Je viens de vous envoyer un numéro de la Nation, où Gasperini a écrit deux colonnes sur l'affaire des Troyens au Conservatoire.
Je ne connaissais pas la lettre de Glück. Où diable l'avez-vous trouvée?
Il en fut toujours ainsi partout. Beethoven a été bien plus insulté encore que Glück. Weber et Spontini ont eu le même honneur. M. de Flotow, auteur de Martha, n'a eu que des panégyristes. Ce plat opéra est joué dans toutes les langues, sur tous les théâtres du monde.
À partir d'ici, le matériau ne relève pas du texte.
//! Sentiflux - Batch sentiment reports for product review datasets
//!
//! Sentiflux turns a tabular file of reviews into a labelled report and
//! aggregate views through a deterministic pipeline: load/validate →
//! normalization → scoring → classification → aggregation → report sink.
//!
//! ## Modules
//!
//! - **Input**: CSV, JSON and JSON-lines sources, schema checks, deduplication
//!   and timestamp parsing
//! - **Pipeline**: Per-record normalization, scoring and labelling, run in parallel
//! - **Aggregation**: Label distribution, bucketed trend and top keywords
//! - **Output**: Report CSV, Vega-Lite chart specs and a run summary

pub mod adapters;
pub mod aggregator;
pub mod classifier;
pub mod config;
pub mod encoder;
pub mod error;
pub mod normalizer;
pub mod pipeline;
pub mod schema;
pub mod scoring;
pub mod sink;
pub mod types;

pub use aggregator::{Aggregator, AllowAllTokens, TokenFilter};
pub use classifier::{classify, Thresholds};
pub use config::ReportConfig;
pub use error::ReportError;
pub use normalizer::{normalize, NormalizeOptions, TextNormalizer};
pub use pipeline::{classify_records, run_report, ReportProcessor, SentimentPipeline};
pub use scoring::{LexiconScorer, SentimentScorer};
pub use sink::{FileReportSink, ReportSink};

/// Sentiflux version embedded in all artifacts
pub const SENTIFLUX_VERSION: &str = env!("CARGO_PKG_VERSION");

/// Producer name for artifacts
pub const PRODUCER_NAME: &str = "sentiflux";
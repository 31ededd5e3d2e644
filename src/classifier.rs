//! Threshold classification
//!
//! Maps a compound score to a [`SentimentLabel`] with a fixed threshold pair.

use crate::error::ReportError;
use crate::types::SentimentLabel;
use serde::{Deserialize, Serialize};

/// Default lower bound of the positive band
pub const DEFAULT_POSITIVE_THRESHOLD: f64 = 0.05;

/// Default upper bound of the negative band
pub const DEFAULT_NEGATIVE_THRESHOLD: f64 = -0.05;

/// Polarity thresholds; `negative < positive` always holds for a constructed value
#[derive(Debug, Clone, Copy, PartialEq, Serialize, Deserialize)]
#[serde(default)]
pub struct Thresholds {
    pub positive: f64,
    pub negative: f64,
}

impl Default for Thresholds {
    fn default() -> Self {
        Self {
            positive: DEFAULT_POSITIVE_THRESHOLD,
            negative: DEFAULT_NEGATIVE_THRESHOLD,
        }
    }
}

impl Thresholds {
    /// Create a threshold pair, rejecting non-finite or inverted values
    pub fn new(positive: f64, negative: f64) -> Result<Self, ReportError> {
        if !positive.is_finite() || !negative.is_finite() {
            return Err(ReportError::Configuration(format!(
                "thresholds must be finite (positive={positive}, negative={negative})"
            )));
        }
        if negative >= positive {
            return Err(ReportError::Configuration(format!(
                "negative threshold ({negative}) must be below positive threshold ({positive})"
            )));
        }
        Ok(Self { positive, negative })
    }

    /// Label a compound score
    pub fn classify(&self, compound: f64) -> SentimentLabel {
        classify(compound, self.positive, self.negative)
    }
}

/// Label a compound score: `>= pos` is positive, `<= neg` is negative,
/// anything else (NaN included) is neutral.
pub fn classify(compound: f64, pos_threshold: f64, neg_threshold: f64) -> SentimentLabel {
    if compound >= pos_threshold {
        SentimentLabel::Positive
    } else if compound <= neg_threshold {
        SentimentLabel::Negative
    } else {
        SentimentLabel::Neutral
    }
}

#[cfg(test)]
mod tests {
    use super::*;

    #[test]
    fn test_default_threshold_boundaries() {
        let thresholds = Thresholds::default();

        assert_eq!(thresholds.classify(0.05), SentimentLabel::Positive);
        assert_eq!(thresholds.classify(-0.05), SentimentLabel::Negative);
        assert_eq!(thresholds.classify(0.0), SentimentLabel::Neutral);
        assert_eq!(thresholds.classify(1.0), SentimentLabel::Positive);
        assert_eq!(thresholds.classify(-1.0), SentimentLabel::Negative);
        assert_eq!(thresholds.classify(0.0499), SentimentLabel::Neutral);
        assert_eq!(thresholds.classify(-0.0499), SentimentLabel::Neutral);
    }

    #[test]
    fn test_label_is_non_decreasing_in_compound() {
        let thresholds = Thresholds::default();
        let mut previous = SentimentLabel::Negative;

        for step in 0..=2000 {
            let compound = -1.0 + step as f64 * 0.001;
            let label = thresholds.classify(compound);
            assert!(label >= previous, "label dropped at {compound}");
            previous = label;
        }
    }

    #[test]
    fn test_invalid_threshold_pairs() {
        assert!(Thresholds::new(0.1, -0.1).is_ok());
        assert!(matches!(
            Thresholds::new(0.0, 0.0),
            Err(ReportError::Configuration(_))
        ));
        assert!(matches!(
            Thresholds::new(-0.2, 0.2),
            Err(ReportError::Configuration(_))
        ));
        assert!(Thresholds::new(f64::NAN, -0.1).is_err());
    }

    #[test]
    fn test_nan_compound_is_neutral() {
        assert_eq!(classify(f64::NAN, 0.05, -0.05), SentimentLabel::Neutral);
    }
}
mod interface;
mod lock;

pub use interface::*;
pub use lock::*;
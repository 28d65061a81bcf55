//! Error types for phrase generation.
//!
//! Two things can go wrong inside the core crate:
//!
//! - [`InvalidAmount`]: a requested sample count is outside
//!   [`MIN_AMOUNT`]..=[`MAX_AMOUNT`] or is not a number at all. Every variant
//!   carries the bound that was violated so callers can render a precise
//!   message.
//! - [`ResourceError`]: the embedded wordlist could not be turned into a
//!   usable corpus. This is fatal at startup.
//!
//! [`MIN_AMOUNT`]: crate::MIN_AMOUNT
//! [`MAX_AMOUNT`]: crate::MAX_AMOUNT

use crate::{MAX_AMOUNT, MIN_AMOUNT};

pub type Result<T, E = Error> = core::result::Result<T, E>;

/// All possible errors that `godsays` can produce.
#[derive(Clone, Debug, PartialEq, Eq, thiserror::Error)]
#[non_exhaustive]
pub enum Error {
    /// A sample count failed validation.
    #[error(transparent)]
    InvalidAmount(#[from] InvalidAmount),

    /// The wordlist could not be loaded.
    #[error(transparent)]
    Resource(#[from] ResourceError),
}

/// A sample count that cannot be used to build a phrase.
#[derive(Clone, Debug, PartialEq, Eq, thiserror::Error)]
pub enum InvalidAmount {
    /// The value is smaller than the minimum.
    #[error("amount must be between {min} and {max} (got {value})", max = MAX_AMOUNT)]
    BelowMinimum { value: i64, min: usize },

    /// The value is larger than the maximum.
    #[error("amount must be between {min} and {max} (got {value})", min = MIN_AMOUNT)]
    AboveMaximum { value: i64, max: usize },

    /// The input could not be parsed as an integer.
    #[error(
        "invalid amount {input:?}: must be a number between {min} and {max}",
        min = MIN_AMOUNT,
        max = MAX_AMOUNT
    )]
    NotANumber { input: String },
}

/// The embedded wordlist is unusable.
#[derive(Clone, Debug, PartialEq, Eq, thiserror::Error)]
pub enum ResourceError {
    /// The wordlist had no non-blank lines.
    #[error("wordlist `{name}` contains no entries")]
    Empty { name: &'static str },
}
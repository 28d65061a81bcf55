use std::time::Duration;

use axum::{
    extract::{Request, State},
    http::{HeaderValue, Method, header},
    middleware::Next,
    response::{IntoResponse, Response},
};
use tower_http::{
    cors::{Any, CorsLayer},
    set_header::SetResponseHeaderLayer,
};

use crate::server::error::ApiError;

/// Races the rest of the stack against `limit`.
///
/// When the deadline passes first the in-flight handler future is dropped
/// and the client gets a 503.
pub async fn timeout(State(limit): State<Duration>, request: Request, next: Next) -> Response {
    let method = request.method().clone();
    let uri = request.uri().clone();
    match tokio::time::timeout(limit, next.run(request)).await {
        Ok(response) => response,
        Err(_elapsed) => {
            tracing::warn!(%method, %uri, ?limit, "Request exceeded timeout");
            ApiError::Timeout.into_response()
        }
    }
}

/// Allows any origin to `GET` the endpoints from a browser.
pub fn cors() -> CorsLayer {
    CorsLayer::new()
        .allow_origin(Any)
        .allow_methods([Method::GET, Method::OPTIONS])
        .allow_headers([header::CONTENT_TYPE])
}

pub fn content_type_options() -> SetResponseHeaderLayer<HeaderValue> {
    SetResponseHeaderLayer::overriding(
        header::X_CONTENT_TYPE_OPTIONS,
        HeaderValue::from_static("nosniff"),
    )
}

pub fn frame_options() -> SetResponseHeaderLayer<HeaderValue> {
    SetResponseHeaderLayer::overriding(header::X_FRAME_OPTIONS, HeaderValue::from_static("DENY"))
}

pub fn xss_protection() -> SetResponseHeaderLayer<HeaderValue> {
    SetResponseHeaderLayer::overriding(
        header::X_XSS_PROTECTION,
        HeaderValue::from_static("1; mode=block"),
    )
}

pub fn referrer_policy() -> SetResponseHeaderLayer<HeaderValue> {
    SetResponseHeaderLayer::overriding(
        header::REFERRER_POLICY,
        HeaderValue::from_static("strict-origin-when-cross-origin"),
    )
}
Je suis allé l'autre jour entendre la ravissante petite Patti, qui jouait Martha; en sortant de là, il me semblait être couvert de puces comme quand on sort d'un pigeonnier; et j'ai fait dire à la merveilleuse enfant que je lui pardonnais de m'avoir fait entendre une telle platitude, mais que je ne pouvais faire davantage.
Heureusement, il y a là dedans le délicieux air irlandais The last rose of summer, qu'elle chante avec une simplicité poétique qui suffirait presque, par son doux parfum, à désinfecter le reste de la partition.
Je vais transmettre à Louis vos félicitations, et il y sera bien sensible; car il a lu de vos lettres, et il m'a, lui aussi, félicité d'avoir un ami tel que vous.
CXX
25 janvier 1865.
Mon cher Humbert,
On vient de m'apporter la dernière épreuve de votre hymne. Il n'y a enfin plus de fautes. On va imprimer, et vous recevrez prochainement vos exemplaires.